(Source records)
◇ ◇ ◇ ◇

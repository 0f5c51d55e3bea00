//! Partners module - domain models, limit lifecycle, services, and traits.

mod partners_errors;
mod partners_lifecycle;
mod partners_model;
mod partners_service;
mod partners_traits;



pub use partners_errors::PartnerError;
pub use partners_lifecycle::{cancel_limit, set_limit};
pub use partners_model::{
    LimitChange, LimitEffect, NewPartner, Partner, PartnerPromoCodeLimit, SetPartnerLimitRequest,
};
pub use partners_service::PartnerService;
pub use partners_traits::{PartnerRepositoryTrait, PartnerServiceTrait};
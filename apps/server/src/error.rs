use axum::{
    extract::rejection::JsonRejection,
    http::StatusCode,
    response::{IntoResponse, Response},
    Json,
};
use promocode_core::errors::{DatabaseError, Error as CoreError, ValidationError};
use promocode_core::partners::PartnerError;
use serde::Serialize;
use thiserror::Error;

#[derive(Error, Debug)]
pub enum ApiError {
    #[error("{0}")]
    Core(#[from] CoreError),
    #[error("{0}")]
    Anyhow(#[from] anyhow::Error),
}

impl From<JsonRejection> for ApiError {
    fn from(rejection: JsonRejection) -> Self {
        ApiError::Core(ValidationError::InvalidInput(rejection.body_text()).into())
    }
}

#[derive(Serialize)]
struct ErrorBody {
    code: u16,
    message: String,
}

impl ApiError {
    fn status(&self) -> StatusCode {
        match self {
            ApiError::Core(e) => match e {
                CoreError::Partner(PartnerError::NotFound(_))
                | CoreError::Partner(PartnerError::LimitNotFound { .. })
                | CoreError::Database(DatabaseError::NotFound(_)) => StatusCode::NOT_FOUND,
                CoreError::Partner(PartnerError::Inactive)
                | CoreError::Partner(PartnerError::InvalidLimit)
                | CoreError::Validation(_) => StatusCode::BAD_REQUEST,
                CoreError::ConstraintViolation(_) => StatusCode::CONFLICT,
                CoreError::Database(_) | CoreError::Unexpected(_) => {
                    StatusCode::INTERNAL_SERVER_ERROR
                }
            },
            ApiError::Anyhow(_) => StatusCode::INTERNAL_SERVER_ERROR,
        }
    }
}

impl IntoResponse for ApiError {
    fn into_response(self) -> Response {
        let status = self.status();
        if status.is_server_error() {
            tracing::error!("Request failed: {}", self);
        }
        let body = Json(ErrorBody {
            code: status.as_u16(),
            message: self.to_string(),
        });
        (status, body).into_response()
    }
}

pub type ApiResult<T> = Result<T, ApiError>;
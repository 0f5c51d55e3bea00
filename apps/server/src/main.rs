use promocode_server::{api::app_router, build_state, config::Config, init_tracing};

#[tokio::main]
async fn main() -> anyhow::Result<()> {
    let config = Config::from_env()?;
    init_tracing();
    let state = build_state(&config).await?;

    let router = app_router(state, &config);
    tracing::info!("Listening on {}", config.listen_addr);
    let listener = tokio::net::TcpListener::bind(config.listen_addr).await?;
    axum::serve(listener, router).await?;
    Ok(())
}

◇ ◇ ◇ ◇

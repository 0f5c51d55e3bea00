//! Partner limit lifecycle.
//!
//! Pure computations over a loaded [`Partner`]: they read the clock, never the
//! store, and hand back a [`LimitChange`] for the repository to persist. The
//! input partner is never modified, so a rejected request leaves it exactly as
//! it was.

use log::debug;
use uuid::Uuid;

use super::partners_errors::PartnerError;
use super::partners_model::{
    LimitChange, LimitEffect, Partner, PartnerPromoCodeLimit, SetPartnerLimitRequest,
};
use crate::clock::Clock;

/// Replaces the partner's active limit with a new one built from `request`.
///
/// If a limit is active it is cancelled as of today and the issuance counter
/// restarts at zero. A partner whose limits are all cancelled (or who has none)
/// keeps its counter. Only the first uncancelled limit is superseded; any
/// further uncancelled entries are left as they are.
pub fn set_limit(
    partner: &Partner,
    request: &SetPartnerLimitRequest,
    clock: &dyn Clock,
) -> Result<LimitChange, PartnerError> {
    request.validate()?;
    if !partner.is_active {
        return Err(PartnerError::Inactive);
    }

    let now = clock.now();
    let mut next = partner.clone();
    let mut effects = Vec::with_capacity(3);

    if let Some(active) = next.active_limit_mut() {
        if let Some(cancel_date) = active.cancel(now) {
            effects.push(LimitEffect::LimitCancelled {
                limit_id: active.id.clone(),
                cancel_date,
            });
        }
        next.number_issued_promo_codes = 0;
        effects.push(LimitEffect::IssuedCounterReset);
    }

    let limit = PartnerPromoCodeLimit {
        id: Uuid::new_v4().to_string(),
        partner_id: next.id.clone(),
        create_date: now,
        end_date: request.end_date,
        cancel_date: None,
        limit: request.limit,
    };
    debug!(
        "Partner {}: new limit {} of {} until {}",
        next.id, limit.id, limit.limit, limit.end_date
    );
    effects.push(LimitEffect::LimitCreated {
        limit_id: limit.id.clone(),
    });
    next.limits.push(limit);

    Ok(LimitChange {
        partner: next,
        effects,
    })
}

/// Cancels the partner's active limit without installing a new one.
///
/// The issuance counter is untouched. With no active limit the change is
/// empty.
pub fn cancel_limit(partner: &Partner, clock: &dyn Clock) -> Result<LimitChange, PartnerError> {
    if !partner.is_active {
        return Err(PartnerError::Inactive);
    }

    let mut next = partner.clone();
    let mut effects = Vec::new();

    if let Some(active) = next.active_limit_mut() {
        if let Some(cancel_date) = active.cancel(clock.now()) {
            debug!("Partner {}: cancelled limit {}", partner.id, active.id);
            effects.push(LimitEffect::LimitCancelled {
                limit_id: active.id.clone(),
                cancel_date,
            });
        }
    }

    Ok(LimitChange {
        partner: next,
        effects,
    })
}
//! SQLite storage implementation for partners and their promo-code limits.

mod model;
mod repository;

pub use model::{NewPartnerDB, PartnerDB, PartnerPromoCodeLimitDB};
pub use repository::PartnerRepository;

◇ ◇ ◇ ◇

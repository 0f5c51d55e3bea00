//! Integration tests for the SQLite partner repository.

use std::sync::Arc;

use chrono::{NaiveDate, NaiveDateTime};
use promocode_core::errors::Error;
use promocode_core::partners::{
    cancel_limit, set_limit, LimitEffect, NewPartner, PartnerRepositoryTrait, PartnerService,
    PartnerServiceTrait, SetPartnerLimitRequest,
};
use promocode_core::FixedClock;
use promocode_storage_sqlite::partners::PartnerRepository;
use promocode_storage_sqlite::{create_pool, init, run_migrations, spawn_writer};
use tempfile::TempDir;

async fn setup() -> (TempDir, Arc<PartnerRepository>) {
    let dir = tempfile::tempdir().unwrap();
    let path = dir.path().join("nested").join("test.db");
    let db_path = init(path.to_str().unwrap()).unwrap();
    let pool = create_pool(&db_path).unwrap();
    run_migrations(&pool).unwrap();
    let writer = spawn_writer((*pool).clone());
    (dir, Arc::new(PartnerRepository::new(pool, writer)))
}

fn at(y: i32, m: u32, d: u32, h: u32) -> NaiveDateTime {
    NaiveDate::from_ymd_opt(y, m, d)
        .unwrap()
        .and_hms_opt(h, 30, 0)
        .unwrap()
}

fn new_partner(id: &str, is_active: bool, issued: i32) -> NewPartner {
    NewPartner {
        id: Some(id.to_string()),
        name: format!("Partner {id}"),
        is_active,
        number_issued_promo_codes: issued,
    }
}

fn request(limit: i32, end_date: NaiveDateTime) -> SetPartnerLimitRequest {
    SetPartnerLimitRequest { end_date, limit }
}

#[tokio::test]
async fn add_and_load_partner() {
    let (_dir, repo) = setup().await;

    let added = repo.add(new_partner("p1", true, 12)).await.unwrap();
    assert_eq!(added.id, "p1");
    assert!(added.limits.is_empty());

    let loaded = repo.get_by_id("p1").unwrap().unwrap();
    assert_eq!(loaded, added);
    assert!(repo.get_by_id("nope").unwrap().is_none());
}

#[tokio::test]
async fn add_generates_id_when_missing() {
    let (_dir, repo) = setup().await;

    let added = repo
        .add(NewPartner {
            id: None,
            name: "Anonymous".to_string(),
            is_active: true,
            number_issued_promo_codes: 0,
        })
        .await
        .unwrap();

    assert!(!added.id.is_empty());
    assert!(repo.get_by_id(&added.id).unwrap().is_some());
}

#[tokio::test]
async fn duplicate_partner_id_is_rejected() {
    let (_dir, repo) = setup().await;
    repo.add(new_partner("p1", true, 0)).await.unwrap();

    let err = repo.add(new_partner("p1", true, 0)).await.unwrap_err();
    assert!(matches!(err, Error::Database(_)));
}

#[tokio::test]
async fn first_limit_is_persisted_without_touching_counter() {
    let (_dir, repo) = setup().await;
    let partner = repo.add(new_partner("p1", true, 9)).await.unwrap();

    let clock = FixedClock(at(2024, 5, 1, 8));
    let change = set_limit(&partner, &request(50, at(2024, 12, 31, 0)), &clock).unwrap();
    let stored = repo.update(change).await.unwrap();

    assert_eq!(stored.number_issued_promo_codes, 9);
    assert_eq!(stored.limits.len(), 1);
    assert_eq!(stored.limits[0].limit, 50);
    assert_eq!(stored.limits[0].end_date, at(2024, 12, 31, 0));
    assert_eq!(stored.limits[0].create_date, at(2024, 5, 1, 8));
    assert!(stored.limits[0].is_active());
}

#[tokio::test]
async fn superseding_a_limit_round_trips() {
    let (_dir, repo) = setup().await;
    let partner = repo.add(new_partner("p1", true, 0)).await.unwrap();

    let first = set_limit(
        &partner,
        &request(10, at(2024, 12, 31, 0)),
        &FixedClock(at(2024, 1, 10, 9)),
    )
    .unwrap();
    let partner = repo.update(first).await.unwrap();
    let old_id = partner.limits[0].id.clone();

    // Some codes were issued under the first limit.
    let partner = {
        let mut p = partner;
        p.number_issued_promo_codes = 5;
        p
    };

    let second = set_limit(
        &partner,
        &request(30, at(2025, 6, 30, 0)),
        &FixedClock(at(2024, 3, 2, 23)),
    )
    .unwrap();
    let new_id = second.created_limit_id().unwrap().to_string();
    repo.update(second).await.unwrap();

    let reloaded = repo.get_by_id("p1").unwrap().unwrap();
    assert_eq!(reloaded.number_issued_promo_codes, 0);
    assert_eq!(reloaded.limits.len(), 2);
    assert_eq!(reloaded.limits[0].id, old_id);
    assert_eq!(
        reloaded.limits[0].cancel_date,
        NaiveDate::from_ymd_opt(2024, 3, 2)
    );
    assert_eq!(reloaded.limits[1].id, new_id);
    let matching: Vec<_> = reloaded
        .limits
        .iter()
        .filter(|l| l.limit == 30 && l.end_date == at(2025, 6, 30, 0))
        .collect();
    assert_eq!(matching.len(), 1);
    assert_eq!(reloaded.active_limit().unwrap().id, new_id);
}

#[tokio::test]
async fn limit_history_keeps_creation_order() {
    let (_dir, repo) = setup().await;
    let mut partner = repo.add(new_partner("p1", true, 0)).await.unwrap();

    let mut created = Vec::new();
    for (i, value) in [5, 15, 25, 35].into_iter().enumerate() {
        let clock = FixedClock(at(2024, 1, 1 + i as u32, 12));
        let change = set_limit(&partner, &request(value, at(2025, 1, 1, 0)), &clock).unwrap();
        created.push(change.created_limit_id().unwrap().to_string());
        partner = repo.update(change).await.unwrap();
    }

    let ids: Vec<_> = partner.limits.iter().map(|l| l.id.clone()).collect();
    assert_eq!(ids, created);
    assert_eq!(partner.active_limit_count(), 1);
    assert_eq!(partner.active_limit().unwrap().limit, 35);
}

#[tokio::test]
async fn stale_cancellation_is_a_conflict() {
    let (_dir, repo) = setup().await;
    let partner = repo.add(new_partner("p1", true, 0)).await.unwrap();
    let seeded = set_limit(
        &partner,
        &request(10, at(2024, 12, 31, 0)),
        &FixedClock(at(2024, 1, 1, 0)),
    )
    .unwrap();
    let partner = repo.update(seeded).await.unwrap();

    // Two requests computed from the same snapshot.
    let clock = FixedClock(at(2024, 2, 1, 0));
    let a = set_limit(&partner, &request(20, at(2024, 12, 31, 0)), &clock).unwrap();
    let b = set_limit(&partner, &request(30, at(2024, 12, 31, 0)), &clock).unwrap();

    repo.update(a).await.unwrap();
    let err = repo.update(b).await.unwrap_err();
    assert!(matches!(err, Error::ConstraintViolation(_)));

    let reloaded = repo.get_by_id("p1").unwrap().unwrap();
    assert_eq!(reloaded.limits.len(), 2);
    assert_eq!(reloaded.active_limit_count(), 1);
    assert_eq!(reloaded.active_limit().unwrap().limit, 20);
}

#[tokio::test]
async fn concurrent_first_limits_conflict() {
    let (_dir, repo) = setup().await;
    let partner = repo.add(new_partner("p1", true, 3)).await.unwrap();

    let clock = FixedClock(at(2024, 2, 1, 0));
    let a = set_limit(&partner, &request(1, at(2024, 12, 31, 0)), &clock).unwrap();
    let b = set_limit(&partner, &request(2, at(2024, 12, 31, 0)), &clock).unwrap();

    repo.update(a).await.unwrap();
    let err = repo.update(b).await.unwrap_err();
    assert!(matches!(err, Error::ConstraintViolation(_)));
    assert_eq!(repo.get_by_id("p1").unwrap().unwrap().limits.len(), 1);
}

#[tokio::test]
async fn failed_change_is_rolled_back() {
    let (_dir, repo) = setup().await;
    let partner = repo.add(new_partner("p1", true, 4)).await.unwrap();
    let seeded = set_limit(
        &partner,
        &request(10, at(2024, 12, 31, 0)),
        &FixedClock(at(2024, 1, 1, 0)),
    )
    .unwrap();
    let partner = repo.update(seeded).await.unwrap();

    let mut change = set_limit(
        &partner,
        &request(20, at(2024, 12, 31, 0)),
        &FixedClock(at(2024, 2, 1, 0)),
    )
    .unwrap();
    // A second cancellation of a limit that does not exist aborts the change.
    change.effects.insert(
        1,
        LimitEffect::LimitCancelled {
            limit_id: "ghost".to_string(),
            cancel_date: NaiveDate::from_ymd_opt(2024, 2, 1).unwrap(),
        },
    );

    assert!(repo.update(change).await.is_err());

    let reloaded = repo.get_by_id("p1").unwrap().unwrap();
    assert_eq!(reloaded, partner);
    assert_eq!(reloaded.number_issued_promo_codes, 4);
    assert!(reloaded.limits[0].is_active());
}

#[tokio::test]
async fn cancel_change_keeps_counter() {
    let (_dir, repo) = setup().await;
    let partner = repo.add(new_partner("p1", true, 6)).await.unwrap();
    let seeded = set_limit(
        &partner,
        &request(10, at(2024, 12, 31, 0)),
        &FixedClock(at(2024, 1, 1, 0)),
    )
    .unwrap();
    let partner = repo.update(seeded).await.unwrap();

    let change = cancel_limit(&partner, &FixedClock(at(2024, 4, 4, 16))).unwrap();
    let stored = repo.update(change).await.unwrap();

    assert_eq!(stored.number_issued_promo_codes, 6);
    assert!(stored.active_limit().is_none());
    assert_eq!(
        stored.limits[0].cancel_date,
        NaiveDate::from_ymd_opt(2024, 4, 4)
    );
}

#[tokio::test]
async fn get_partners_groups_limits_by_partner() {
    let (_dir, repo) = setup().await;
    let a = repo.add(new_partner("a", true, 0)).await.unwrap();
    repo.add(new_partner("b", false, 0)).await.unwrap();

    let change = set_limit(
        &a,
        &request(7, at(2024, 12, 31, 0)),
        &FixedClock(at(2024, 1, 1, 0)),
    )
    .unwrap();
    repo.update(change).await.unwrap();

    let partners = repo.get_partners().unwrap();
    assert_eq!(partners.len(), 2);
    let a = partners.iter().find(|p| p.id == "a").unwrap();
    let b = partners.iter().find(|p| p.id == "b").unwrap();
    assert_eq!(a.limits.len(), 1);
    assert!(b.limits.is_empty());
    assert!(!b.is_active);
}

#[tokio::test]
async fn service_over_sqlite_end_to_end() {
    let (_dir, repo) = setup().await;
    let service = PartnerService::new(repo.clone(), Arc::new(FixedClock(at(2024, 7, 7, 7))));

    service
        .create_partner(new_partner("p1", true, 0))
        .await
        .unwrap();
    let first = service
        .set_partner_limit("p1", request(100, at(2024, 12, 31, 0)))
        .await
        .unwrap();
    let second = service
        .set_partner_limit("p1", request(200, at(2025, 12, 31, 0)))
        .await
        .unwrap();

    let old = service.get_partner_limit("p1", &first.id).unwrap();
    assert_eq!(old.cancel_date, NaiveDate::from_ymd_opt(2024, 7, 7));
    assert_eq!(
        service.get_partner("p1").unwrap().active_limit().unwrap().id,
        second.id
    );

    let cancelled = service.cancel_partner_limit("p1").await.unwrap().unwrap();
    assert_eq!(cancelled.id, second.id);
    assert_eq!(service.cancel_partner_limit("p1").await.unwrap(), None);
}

◇ ◇ ◇ ◇

▶ _WHAT TO WORK ON_
Copy each line in the data that holds the word "Result".

▶ _WRITTEN SOLUTION_
pub type ApiResult<T> = Result<T, ApiError>;
async fn main() -> anyhow::Result<()> {
) -> Result<LimitChange, PartnerError> {
pub fn cancel_limit(partner: &Partner, clock: &dyn Clock) -> Result<LimitChange, PartnerError> {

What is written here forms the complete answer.